Discussione generale
Data: 
Martedì, 8 Febbraio, 2022
Nome: 
Stefano Ceccanti

A.C. 3156-B

Sul merito puntuale della revisione costituzionale parlerà la collega Ciampi in dichiarazione di voto. La relatrice Corneli ha già inquadrato chiaramente la questione, così come avevano fatto i colleghi senatori. Ovviamente, ogni formulazione è sempre opinabile; come ha sottolineato il collega D'Ettore, in particolare lo è, come ha sempre chiarito lui, il livello di specificità a cui deve arrivare una norma costituzionale.

A me spetta, però, credo, rispondere qui ad una non improvvisata ma seria obiezione di fondo: perché intervenire per la prima volta sui primi dodici articoli della Costituzione, sul cuore della prima parte? È necessario? È opportuno? Sono domande riprese da una parte della dottrina costituzionale, con varie obiezioni, e in ultimo dal professor Tommaso Frosini sulla bella rivista federalismi.it, fondata dal professor Beniamino Caravita, recentemente scomparso e che abbiamo ricordato anche qui in Aula, e che meritano una risposta argomentata.

Questa domanda viene relativamente da lontano, almeno dagli anni Novanta, quando ci sia giustamente concentrati sugli aggiornamenti possibili sulla seconda parte della Costituzione, che evidenzia maggiormente i limiti del tempo e che è diventata per molti aspetti disfunzionale rispetto al perseguimento dei fini elevati della prima parte. Tuttavia, l'aspra polemica politica tra gli schieramenti ha portato erroneamente a vedere il rapporto tra le due parti della Costituzione come due compartimenti stagni, proibendo interventi sulla prima, il che appare eccessivo. Sappiamo bene che, a differenza della seconda parte, la prima ha bisogno solo di eventuali interventi puntuali, incrementali, evitando comunque un'inflazione di modifiche, una banalizzazione della revisione costituzionale, mantenendo una maggiore prudenza. Le due parti, però, non possono essere considerate a compartimenti stagni e l'articolo 138 sulla revisione, a differenza di altre Costituzioni, non differenzia le procedure per modificarle.

Se guardiamo bene, questo atteggiamento equilibrato è stato a lungo prevalente: basta risalire agli anni Ottanta, alla Commissione Bozzi. Quei parlamentari, tra cui sedevano ancora allora esponenti dell'Assemblea costituente e delle prime legislature repubblicane, non solo avevano previsto un intervento analogo per la valorizzazione del diritto all'ambiente, ma anche tutta una serie di ulteriori revisioni che avrebbero toccato gli articoli 21, 24, 25, 27, 29, 32, 36, 37, 39 e 49, oltre all'introduzione di vari articoli aggiuntivi, 21-bis, 21-ter, 32-bis.

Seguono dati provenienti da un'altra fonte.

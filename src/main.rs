use std::net::{IpAddr, SocketAddr};
use std::sync::Arc;

use anyhow::{Context, bail};
use clap::{Parser, Subcommand};
use sentiment_backend::{
    AppState,
    config::Config,
    database,
    inference::SentimentClassifier,
    router::create_router,
    routes::user::{AdminCreation, NewUser, User, normalize_email},
    session::SessionStore,
};
use tracing_subscriber::{layer::SubscriberExt, util::SubscriberInitExt};

#[derive(Debug, Parser)]
#[command(name = "sentiment-backend", version, about = "Review sentiment web service")]
struct Cli {
    #[command(subcommand)]
    command: Option<Command>,
}

#[derive(Debug, Subcommand)]
enum Command {
    /// 启动 HTTP 服务（默认）
    Serve,
    /// 创建管理员账号，邮箱已存在时跳过
    CreateAdmin {
        #[arg(long)]
        name: String,
        #[arg(long)]
        email: String,
        #[arg(long)]
        cnic: String,
        #[arg(long, env = "ADMIN_PASSWORD", hide_env_values = true)]
        password: String,
    },
}

#[tokio::main]
async fn main() -> anyhow::Result<()> {
    // 初始化日志
    tracing_subscriber::registry()
        .with(tracing_subscriber::EnvFilter::new(
            std::env::var("RUST_LOG").unwrap_or_else(|_| "info".into()),
        ))
        .with(tracing_subscriber::fmt::layer())
        .init();

    let cli = Cli::parse();

    // 加载配置
    let config = Config::from_env().context("DATABASE_URL and JWT_SECRET must be set")?;

    let pool = database::connect(&config)
        .await
        .context("Failed to connect to Postgres")?;
    database::init_schema(&pool)
        .await
        .context("Failed to initialize database schema")?;

    match cli.command.unwrap_or(Command::Serve) {
        Command::Serve => serve(config, pool).await,
        Command::CreateAdmin {
            name,
            email,
            cnic,
            password,
        } => {
            let new_user = NewUser {
                name: name.trim().to_string(),
                email: normalize_email(&email),
                cnic: cnic.trim().to_string(),
                password,
            };
            if new_user.name.is_empty()
                || new_user.email.is_empty()
                || new_user.cnic.is_empty()
                || new_user.password.is_empty()
            {
                bail!("name, email, cnic and password must not be empty");
            }
            match User::create_admin(&pool, new_user).await? {
                AdminCreation::Created(user) => {
                    tracing::info!("Admin user {} created with id {}", user.email, user.id)
                }
                AdminCreation::AlreadyExists => {
                    tracing::warn!("A user with this email already exists, nothing created")
                }
            }
            Ok(())
        }
    }
}

async fn serve(config: Config, pool: sqlx::PgPool) -> anyhow::Result<()> {
    #[cfg(debug_assertions)]
    tracing::info!("Running in debug mode with CORS enabled");

    #[cfg(not(debug_assertions))]
    tracing::info!("Running in production mode with CORS disabled");

    // 会话存储：配置了 Redis 就用 Redis
    let sessions = match &config.redis_url {
        Some(url) => {
            let client = redis::Client::open(url.as_str()).context("Invalid REDIS_URL")?;
            tracing::info!("Using Redis session store");
            SessionStore::redis(client)
        }
        None => {
            tracing::warn!("REDIS_URL not set, sessions are kept in memory");
            SessionStore::memory()
        }
    };

    // 模型加载失败直接退出
    let model_dir = config.model_dir.clone();
    let max_len = config.max_sequence_len;
    let classifier =
        tokio::task::spawn_blocking(move || SentimentClassifier::load(&model_dir, max_len))
            .await
            .context("Model loading task panicked")?
            .with_context(|| {
                format!(
                    "Failed to load sentiment model from {}",
                    config.model_dir.display()
                )
            })?;

    let state = AppState {
        pool,
        config: config.clone(),
        sessions,
        classifier: Arc::new(classifier),
    };
    let app = create_router(state);

    // 启动服务器
    let addr = SocketAddr::new(
        config.server_host.parse().unwrap_or_else(|_| {
            tracing::warn!("Invalid server_host, falling back to dual-stack default");
            IpAddr::V6(std::net::Ipv6Addr::UNSPECIFIED)
        }),
        config.server_port,
    );
    let listener = tokio::net::TcpListener::bind(&addr)
        .await
        .with_context(|| format!("Failed to bind {}", addr))?;
    tracing::info!("Server listening on {}", addr);
    axum::serve(
        listener,
        app.into_make_service_with_connect_info::<SocketAddr>(),
    )
    .await
    .context("Server error")?;
    Ok(())
}
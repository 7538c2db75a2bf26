use std::sync::Arc;

use config::Config;
use inference::SentimentClassifier;
use session::SessionStore;
use sqlx::PgPool;

pub mod config;
pub mod database;
pub mod error;
pub mod inference;
pub mod middleware;
pub mod router;
pub mod routes;
pub mod session;
pub mod templates;
pub mod utils;

#[derive(Clone)]
pub struct AppState {
    pub pool: PgPool,
    pub config: Config,
    pub sessions: SessionStore,
    pub classifier: Arc<SentimentClassifier>,
}
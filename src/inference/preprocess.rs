use lazy_static::lazy_static;
use regex::Regex;

lazy_static! {
    static ref TAG_RE: Regex = Regex::new(r"<.*?>").expect("valid tag regex");
    static ref URL_RE: Regex = Regex::new(r"http\S+").expect("valid url regex");
    static ref NON_ALPHA_RE: Regex = Regex::new(r"[^a-zA-Z\s]").expect("valid alpha regex");
    static ref SPACE_RE: Regex = Regex::new(r"\s+").expect("valid whitespace regex");
}

/// Normalises raw review text before tokenization.
///
/// Lowercases, drops tag markers and URL-like tokens, keeps only basic Latin
/// letters and whitespace, then collapses whitespace runs and trims.
/// Cleaning an already cleaned string returns it unchanged.
pub fn clean_text(text: &str) -> String {
    let text = text.to_lowercase();
    let text = TAG_RE.replace_all(&text, "");
    let text = URL_RE.replace_all(&text, "");
    let text = NON_ALPHA_RE.replace_all(&text, "");
    // removing punctuation can glue a new "http..." token together
    let text = URL_RE.replace_all(&text, "");
    let text = SPACE_RE.replace_all(&text, " ");
    text.trim().to_string()
}

/// Missing input degrades to the empty string.
pub fn clean_optional(text: Option<&str>) -> String {
    text.map(clean_text).unwrap_or_default()
}
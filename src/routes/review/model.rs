use chrono::{DateTime, Utc};
use serde::{Deserialize, Serialize};
use sqlx::{FromRow, PgPool};

use crate::inference::SentimentResult;

/// 用户历史记录默认条数
pub const RECENT_REVIEW_LIMIT: i64 = 5;

#[derive(Debug, FromRow)]
struct ReviewRow {
    id: i32,
    user_id: i32,
    review_text: String,
    sentiment_results: String,
    created_at: DateTime<Utc>,
}

#[derive(Debug, FromRow)]
struct ReviewWithUserRow {
    id: i32,
    user_id: i32,
    review_text: String,
    sentiment_results: String,
    created_at: DateTime<Utc>,
    user_name: String,
    user_email: String,
}

#[derive(Debug, Clone, Serialize)]
pub struct Review {
    pub id: i32,
    pub user_id: i32,
    pub review_text: String,
    pub sentiment_results: SentimentResult,
    pub created_at: DateTime<Utc>,
}

#[derive(Debug, Clone, Serialize)]
pub struct ReviewWithUser {
    pub id: i32,
    pub user_id: i32,
    pub review_text: String,
    pub sentiment_results: SentimentResult,
    pub created_at: DateTime<Utc>,
    pub user_name: String,
    pub user_email: String,
}

#[derive(Debug, Deserialize)]
pub struct PredictForm {
    pub text: Option<String>,
}

// 结果以 JSON 文本存库
fn parse_results(raw: &str) -> Result<SentimentResult, sqlx::Error> {
    serde_json::from_str(raw).map_err(|e| sqlx::Error::Decode(Box::new(e)))
}

impl TryFrom<ReviewRow> for Review {
    type Error = sqlx::Error;

    fn try_from(row: ReviewRow) -> Result<Self, Self::Error> {
        Ok(Review {
            sentiment_results: parse_results(&row.sentiment_results)?,
            id: row.id,
            user_id: row.user_id,
            review_text: row.review_text,
            created_at: row.created_at,
        })
    }
}

impl TryFrom<ReviewWithUserRow> for ReviewWithUser {
    type Error = sqlx::Error;

    fn try_from(row: ReviewWithUserRow) -> Result<Self, Self::Error> {
        Ok(ReviewWithUser {
            sentiment_results: parse_results(&row.sentiment_results)?,
            id: row.id,
            user_id: row.user_id,
            review_text: row.review_text,
            created_at: row.created_at,
            user_name: row.user_name,
            user_email: row.user_email,
        })
    }
}

impl Review {
    pub async fn create(
        pool: &PgPool,
        user_id: i32,
        review_text: &str,
        results: &SentimentResult,
    ) -> Result<Self, sqlx::Error> {
        let results_json =
            serde_json::to_string(results).map_err(|e| sqlx::Error::Encode(Box::new(e)))?;

        let row = sqlx::query_as::<_, ReviewRow>(
            r#"
            INSERT INTO reviews (user_id, review_text, sentiment_results)
            VALUES ($1, $2, $3)
            RETURNING id, user_id, review_text, sentiment_results, created_at
            "#,
        )
        .bind(user_id)
        .bind(review_text)
        .bind(results_json)
        .fetch_one(pool)
        .await?;

        row.try_into()
    }

    /// 最新的在前
    pub async fn recent_for_user(
        pool: &PgPool,
        user_id: i32,
        limit: i64,
    ) -> Result<Vec<Self>, sqlx::Error> {
        let rows = sqlx::query_as::<_, ReviewRow>(
            r#"
            SELECT id, user_id, review_text, sentiment_results, created_at
            FROM reviews
            WHERE user_id = $1
            ORDER BY created_at DESC, id DESC
            LIMIT $2
            "#,
        )
        .bind(user_id)
        .bind(limit)
        .fetch_all(pool)
        .await?;

        rows.into_iter().map(Review::try_from).collect()
    }

    pub async fn all_with_user(pool: &PgPool) -> Result<Vec<ReviewWithUser>, sqlx::Error> {
        let rows = sqlx::query_as::<_, ReviewWithUserRow>(
            r#"
            SELECT r.id, r.user_id, r.review_text, r.sentiment_results, r.created_at,
                   u.name AS user_name, u.email AS user_email
            FROM reviews r
            JOIN users u ON r.user_id = u.id
            ORDER BY r.created_at DESC, r.id DESC
            "#,
        )
        .fetch_all(pool)
        .await?;

        rows.into_iter().map(ReviewWithUser::try_from).collect()
    }
}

In ogni caso, anche volendo collegare in modo stringente la nozione di princìpi supremi coi primi dodici articoli della Costituzione, un conto è il concetto dei princìpi supremi e un altro conto la loro concreta formulazione, che può sempre evolvere, salva, nel caso, la garanzia offerta dalla Corte costituzionale perché si evolva in positivo e non regredisca.

Nessun atteggiamento sacrale, quindi, ma un'impostazione sanamente pragmatica: restiamo dei nani sulle spalle di quei giganti che hanno scritto il testo, specialmente i primi dodici articoli, ma spesso, con interventi prudenti, anche i nani sono chiamati a fare il loro dovere e aggiornare quanto fatto dai giganti, ed è quello che stiamo facendo con questa revisione costituzionale.